## Work to complete
Without altering a single character, set down all of the data below.

## Data provided
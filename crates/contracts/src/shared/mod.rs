pub mod api_message;
use once_cell::sync::Lazy;
use regex::Regex;
use serde::{Deserialize, Serialize};

// ============================================================================
// Aggregate
// ============================================================================

/// Fornecedor / prestador de serviços, as served by `GET /fornecedores`.
///
/// Optional contact fields may come back as `null` or be missing entirely
/// (`GET /guia/{id}` only embeds id, name and CNPJ).
#[derive(Debug, Clone, PartialEq, Eq, Serialize, Deserialize)]
pub struct Supplier {
    pub id: i64,

    #[serde(rename = "nome")]
    pub name: String,

    #[serde(rename = "cnpj")]
    pub tax_id: String,

    #[serde(rename = "contato", default)]
    pub contact: Option<String>,

    #[serde(default)]
    pub email: Option<String>,

    #[serde(rename = "endereco", default)]
    pub address: Option<String>,

    #[serde(rename = "responsavel", default)]
    pub responsible: Option<String>,
}

impl Supplier {
    /// Label used by the supplier selector
    pub fn display_label(&self) -> String {
        format!("{} - {}", self.name, self.tax_id)
    }
}

// ============================================================================
// Forms / DTOs
// ============================================================================

static EMAIL_RE: Lazy<Regex> = Lazy::new(|| {
    Regex::new(r"^[a-zA-Z0-9._%+-]+@[a-zA-Z0-9.-]+\.[a-zA-Z]{2,}$").expect("valid email regex")
});

/// Body for `POST /fornecedor/novo` and `PUT /fornecedor/{id}`.
#[derive(Debug, Clone, PartialEq, Eq, Serialize, Deserialize, Default)]
pub struct SupplierDto {
    /// Present in edit mode only; travels in the URL, never in the body
    #[serde(skip)]
    pub id: Option<i64>,

    #[serde(rename = "nome")]
    pub name: String,

    #[serde(rename = "cnpj")]
    pub tax_id: String,

    #[serde(rename = "contato")]
    pub contact: String,

    pub email: String,

    #[serde(rename = "endereco")]
    pub address: String,

    #[serde(rename = "responsavel")]
    pub responsible: String,
}

impl SupplierDto {
    /// Prefill the edit form from a cached supplier
    pub fn from_supplier(s: &Supplier) -> Self {
        Self {
            id: Some(s.id),
            name: s.name.clone(),
            tax_id: s.tax_id.clone(),
            contact: s.contact.clone().unwrap_or_default(),
            email: s.email.clone().unwrap_or_default(),
            address: s.address.clone().unwrap_or_default(),
            responsible: s.responsible.clone().unwrap_or_default(),
        }
    }

    /// Copy with every field trimmed, as sent over the wire
    pub fn trimmed(&self) -> Self {
        Self {
            id: self.id,
            name: self.name.trim().to_string(),
            tax_id: self.tax_id.trim().to_string(),
            contact: self.contact.trim().to_string(),
            email: self.email.trim().to_string(),
            address: self.address.trim().to_string(),
            responsible: self.responsible.trim().to_string(),
        }
    }

    pub fn is_edit_mode(&self) -> bool {
        self.id.is_some()
    }

    /// Same checks the server applies, plus the e-mail format
    pub fn validate(&self) -> Result<(), String> {
        let name = self.name.trim();
        let tax_id = self.tax_id.trim();
        if name.is_empty() || tax_id.is_empty() {
            return Err("Nome e CNPJ são obrigatórios".into());
        }

        let digits = tax_id.chars().filter(|c| c.is_ascii_digit()).count();
        if digits != 14 {
            return Err("CNPJ inválido".into());
        }

        let email = self.email.trim();
        if !email.is_empty() && !EMAIL_RE.is_match(email) {
            return Err("Email inválido".into());
        }

        Ok(())
    }
}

## Response to this task
filename crates/contracts/src/shared/mod.rs
pub mod api_message;
use once_cell::sync::Lazy;
use regex::Regex;
use serde::{Deserialize, Serialize};

// ============================================================================
// Aggregate
// ============================================================================

/// Fornecedor / prestador de serviços, as served by `GET /fornecedores`.
///
/// Optional contact fields may come back as `null` or be missing entirely
/// (`GET /guia/{id}` only embeds id, name and CNPJ).
#[derive(Debug, Clone, PartialEq, Eq, Serialize, Deserialize)]
pub struct Supplier {
    pub id: i64,

    #[serde(rename = "nome")]
    pub name: String,

    #[serde(rename = "cnpj")]
    pub tax_id: String,

    #[serde(rename = "contato", default)]
    pub contact: Option<String>,

    #[serde(default)]
    pub email: Option<String>,

    #[serde(rename = "endereco", default)]
    pub address: Option<String>,

    #[serde(rename = "responsavel", default)]
    pub responsible: Option<String>,
}

impl Supplier {
    /// Label used by the supplier selector
    pub fn display_label(&self) -> String {
        format!("{} - {}", self.name, self.tax_id)
    }
}

// ============================================================================
// Forms / DTOs
// ============================================================================

static EMAIL_RE: Lazy<Regex> = Lazy::new(|| {
    Regex::new(r"^[a-zA-Z0-9._%+-]+@[a-zA-Z0-9.-]+\.[a-zA-Z]{2,}$").expect("valid email regex")
});

/// Body for `POST /fornecedor/novo` and `PUT /fornecedor/{id}`.
#[derive(Debug, Clone, PartialEq, Eq, Serialize, Deserialize, Default)]
pub struct SupplierDto {
    /// Present in edit mode only; travels in the URL, never in the body
    #[serde(skip)]
    pub id: Option<i64>,

    #[serde(rename = "nome")]
    pub name: String,

    #[serde(rename = "cnpj")]
    pub tax_id: String,

    #[serde(rename = "contato")]
    pub contact: String,

    pub email: String,

    #[serde(rename = "endereco")]
    pub address: String,

    #[serde(rename = "responsavel")]
    pub responsible: String,
}

impl SupplierDto {
    /// Prefill the edit form from a cached supplier
    pub fn from_supplier(s: &Supplier) -> Self {
        Self {
            id: Some(s.id),
            name: s.name.clone(),
            tax_id: s.tax_id.clone(),
            contact: s.contact.clone().unwrap_or_default(),
            email: s.email.clone().unwrap_or_default(),
            address: s.address.clone().unwrap_or_default(),
            responsible: s.responsible.clone().unwrap_or_default(),
        }
    }

    /// Copy with every field trimmed, as sent over the wire
    pub fn trimmed(&self) -> Self {
        Self {
            id: self.id,
            name: self.name.trim().to_string(),
            tax_id: self.tax_id.trim().to_string(),
            contact: self.contact.trim().to_string(),
            email: self.email.trim().to_string(),
            address: self.address.trim().to_string(),
            responsible: self.responsible.trim().to_string(),
        }
    }

    pub fn is_edit_mode(&self) -> bool {
        self.id.is_some()
    }

    /// Same checks the server applies, plus the e-mail format
    pub fn validate(&self) -> Result<(), String> {
        let name = self.name.trim();
        let tax_id = self.tax_id.trim();
        if name.is_empty() || tax_id.is_empty() {
            return Err("Nome e CNPJ são obrigatórios".into());
        }

        let digits = tax_id.chars().filter(|c| c.is_ascii_digit()).count();
        if digits != 14 {
            return Err("CNPJ inválido".into());
        }

        let email = self.email.trim();
        if !email.is_empty() && !EMAIL_RE.is_match(email) {
            return Err("Email inválido".into());
        }

        Ok(())
    }
}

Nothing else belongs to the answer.